The data below holds a line containing "async fn from_request_parts(parts: &mut" and a line containing "let token = jar"; please quote exactly those two lines and every line between them, and nothing else.

*** Begin section ***

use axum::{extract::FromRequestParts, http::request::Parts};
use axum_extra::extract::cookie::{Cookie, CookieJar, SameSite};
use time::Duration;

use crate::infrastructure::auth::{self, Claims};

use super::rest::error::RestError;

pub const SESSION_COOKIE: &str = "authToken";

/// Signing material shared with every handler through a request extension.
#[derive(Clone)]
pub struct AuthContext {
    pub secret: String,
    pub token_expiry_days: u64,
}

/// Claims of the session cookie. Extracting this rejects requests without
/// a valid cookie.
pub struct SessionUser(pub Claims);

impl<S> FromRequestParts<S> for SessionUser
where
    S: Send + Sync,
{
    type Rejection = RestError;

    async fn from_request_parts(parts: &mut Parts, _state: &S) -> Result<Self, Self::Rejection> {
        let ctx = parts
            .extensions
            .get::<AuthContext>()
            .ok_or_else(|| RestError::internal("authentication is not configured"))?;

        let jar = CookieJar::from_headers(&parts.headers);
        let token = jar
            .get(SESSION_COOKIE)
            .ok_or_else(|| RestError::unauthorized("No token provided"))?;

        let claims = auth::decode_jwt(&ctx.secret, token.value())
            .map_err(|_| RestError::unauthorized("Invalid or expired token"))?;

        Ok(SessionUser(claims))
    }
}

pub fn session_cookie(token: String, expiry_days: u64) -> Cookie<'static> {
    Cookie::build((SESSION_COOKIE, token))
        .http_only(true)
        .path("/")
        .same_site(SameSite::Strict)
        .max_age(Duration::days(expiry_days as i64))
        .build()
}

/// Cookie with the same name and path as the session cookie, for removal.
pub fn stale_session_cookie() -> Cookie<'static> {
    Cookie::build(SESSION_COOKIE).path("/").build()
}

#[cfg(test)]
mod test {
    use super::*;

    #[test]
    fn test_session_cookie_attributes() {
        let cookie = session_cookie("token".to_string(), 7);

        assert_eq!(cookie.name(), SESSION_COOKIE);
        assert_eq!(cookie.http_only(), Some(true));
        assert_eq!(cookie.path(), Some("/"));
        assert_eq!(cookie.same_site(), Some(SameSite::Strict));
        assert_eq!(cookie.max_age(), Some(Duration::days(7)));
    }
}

*** End section ***
*** Begin section ***

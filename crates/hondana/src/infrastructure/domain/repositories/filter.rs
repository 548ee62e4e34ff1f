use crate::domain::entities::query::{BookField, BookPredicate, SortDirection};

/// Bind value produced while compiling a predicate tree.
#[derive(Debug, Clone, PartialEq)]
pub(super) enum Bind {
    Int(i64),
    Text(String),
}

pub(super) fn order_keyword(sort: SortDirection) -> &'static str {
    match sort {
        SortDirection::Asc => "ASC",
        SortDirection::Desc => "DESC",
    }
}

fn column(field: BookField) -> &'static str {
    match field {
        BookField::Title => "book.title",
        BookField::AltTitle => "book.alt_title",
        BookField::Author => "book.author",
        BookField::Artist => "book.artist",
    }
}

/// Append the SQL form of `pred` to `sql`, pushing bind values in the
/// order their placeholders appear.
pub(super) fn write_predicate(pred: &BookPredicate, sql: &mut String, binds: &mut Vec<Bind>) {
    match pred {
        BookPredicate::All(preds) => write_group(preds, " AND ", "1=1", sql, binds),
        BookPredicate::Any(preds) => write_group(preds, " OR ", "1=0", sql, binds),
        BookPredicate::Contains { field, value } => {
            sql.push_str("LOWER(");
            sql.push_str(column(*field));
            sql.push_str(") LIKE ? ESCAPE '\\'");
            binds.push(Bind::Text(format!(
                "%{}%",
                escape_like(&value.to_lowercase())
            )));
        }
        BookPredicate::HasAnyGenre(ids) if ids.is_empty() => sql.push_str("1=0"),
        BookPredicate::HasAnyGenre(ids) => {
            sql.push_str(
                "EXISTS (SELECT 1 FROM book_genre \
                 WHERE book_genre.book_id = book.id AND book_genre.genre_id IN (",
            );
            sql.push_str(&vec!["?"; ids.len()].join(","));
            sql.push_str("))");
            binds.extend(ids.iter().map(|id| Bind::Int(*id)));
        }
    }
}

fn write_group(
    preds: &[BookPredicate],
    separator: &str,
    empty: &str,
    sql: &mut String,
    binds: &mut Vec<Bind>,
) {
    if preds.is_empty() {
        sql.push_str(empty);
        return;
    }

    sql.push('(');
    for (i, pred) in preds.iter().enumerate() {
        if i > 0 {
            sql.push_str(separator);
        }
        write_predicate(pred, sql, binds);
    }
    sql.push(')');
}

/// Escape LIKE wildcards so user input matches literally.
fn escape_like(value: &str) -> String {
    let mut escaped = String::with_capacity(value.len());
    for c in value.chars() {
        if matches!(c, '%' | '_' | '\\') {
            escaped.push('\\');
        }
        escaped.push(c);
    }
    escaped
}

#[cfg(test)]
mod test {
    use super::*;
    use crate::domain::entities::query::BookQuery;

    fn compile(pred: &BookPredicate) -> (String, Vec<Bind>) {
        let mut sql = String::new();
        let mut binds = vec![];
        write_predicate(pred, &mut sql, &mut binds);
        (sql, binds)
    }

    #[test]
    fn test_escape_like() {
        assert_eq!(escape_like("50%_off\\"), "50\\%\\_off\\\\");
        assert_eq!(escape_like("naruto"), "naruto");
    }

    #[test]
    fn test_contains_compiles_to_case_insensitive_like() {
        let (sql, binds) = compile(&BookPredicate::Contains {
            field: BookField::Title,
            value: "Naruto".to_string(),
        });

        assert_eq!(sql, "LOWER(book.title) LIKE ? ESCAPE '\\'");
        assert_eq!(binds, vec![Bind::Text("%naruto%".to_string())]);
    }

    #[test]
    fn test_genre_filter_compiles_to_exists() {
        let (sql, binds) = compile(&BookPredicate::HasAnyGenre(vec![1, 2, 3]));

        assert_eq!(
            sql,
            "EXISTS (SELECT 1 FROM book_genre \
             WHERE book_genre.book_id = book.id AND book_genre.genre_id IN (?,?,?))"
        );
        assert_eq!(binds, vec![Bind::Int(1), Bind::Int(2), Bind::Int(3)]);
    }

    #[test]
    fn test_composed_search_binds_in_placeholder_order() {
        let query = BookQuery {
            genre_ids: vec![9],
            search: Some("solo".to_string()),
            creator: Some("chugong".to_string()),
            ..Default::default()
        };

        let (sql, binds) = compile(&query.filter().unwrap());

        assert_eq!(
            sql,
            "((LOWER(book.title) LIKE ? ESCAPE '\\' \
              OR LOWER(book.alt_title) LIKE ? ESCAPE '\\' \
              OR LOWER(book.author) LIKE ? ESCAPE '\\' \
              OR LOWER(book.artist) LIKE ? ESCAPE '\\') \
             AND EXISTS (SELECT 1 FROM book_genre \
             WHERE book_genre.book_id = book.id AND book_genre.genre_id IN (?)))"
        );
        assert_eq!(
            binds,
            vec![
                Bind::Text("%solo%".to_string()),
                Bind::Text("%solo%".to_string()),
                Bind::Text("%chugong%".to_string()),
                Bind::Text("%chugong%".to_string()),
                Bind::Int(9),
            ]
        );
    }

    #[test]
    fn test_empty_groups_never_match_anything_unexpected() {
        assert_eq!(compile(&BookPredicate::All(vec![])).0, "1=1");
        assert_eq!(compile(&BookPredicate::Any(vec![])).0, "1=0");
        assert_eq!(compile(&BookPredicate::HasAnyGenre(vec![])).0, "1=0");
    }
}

*** End section ***
*** Begin section ***

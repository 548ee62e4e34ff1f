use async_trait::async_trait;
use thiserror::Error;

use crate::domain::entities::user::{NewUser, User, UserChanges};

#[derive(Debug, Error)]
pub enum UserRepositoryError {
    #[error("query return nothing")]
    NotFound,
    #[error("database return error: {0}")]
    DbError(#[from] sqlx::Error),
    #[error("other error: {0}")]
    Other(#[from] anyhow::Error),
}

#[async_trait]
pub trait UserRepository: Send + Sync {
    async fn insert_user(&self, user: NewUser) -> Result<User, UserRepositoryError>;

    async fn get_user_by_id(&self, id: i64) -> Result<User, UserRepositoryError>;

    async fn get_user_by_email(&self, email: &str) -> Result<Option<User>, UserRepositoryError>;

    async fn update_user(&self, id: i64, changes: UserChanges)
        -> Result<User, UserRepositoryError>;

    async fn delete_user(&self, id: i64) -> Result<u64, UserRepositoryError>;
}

*** End section ***

Solution:
    async fn from_request_parts(parts: &mut Parts, _state: &S) -> Result<Self, Self::Rejection> {
        let ctx = parts
            .extensions
            .get::<AuthContext>()
            .ok_or_else(|| RestError::internal("authentication is not configured"))?;

        let jar = CookieJar::from_headers(&parts.headers);
        let token = jar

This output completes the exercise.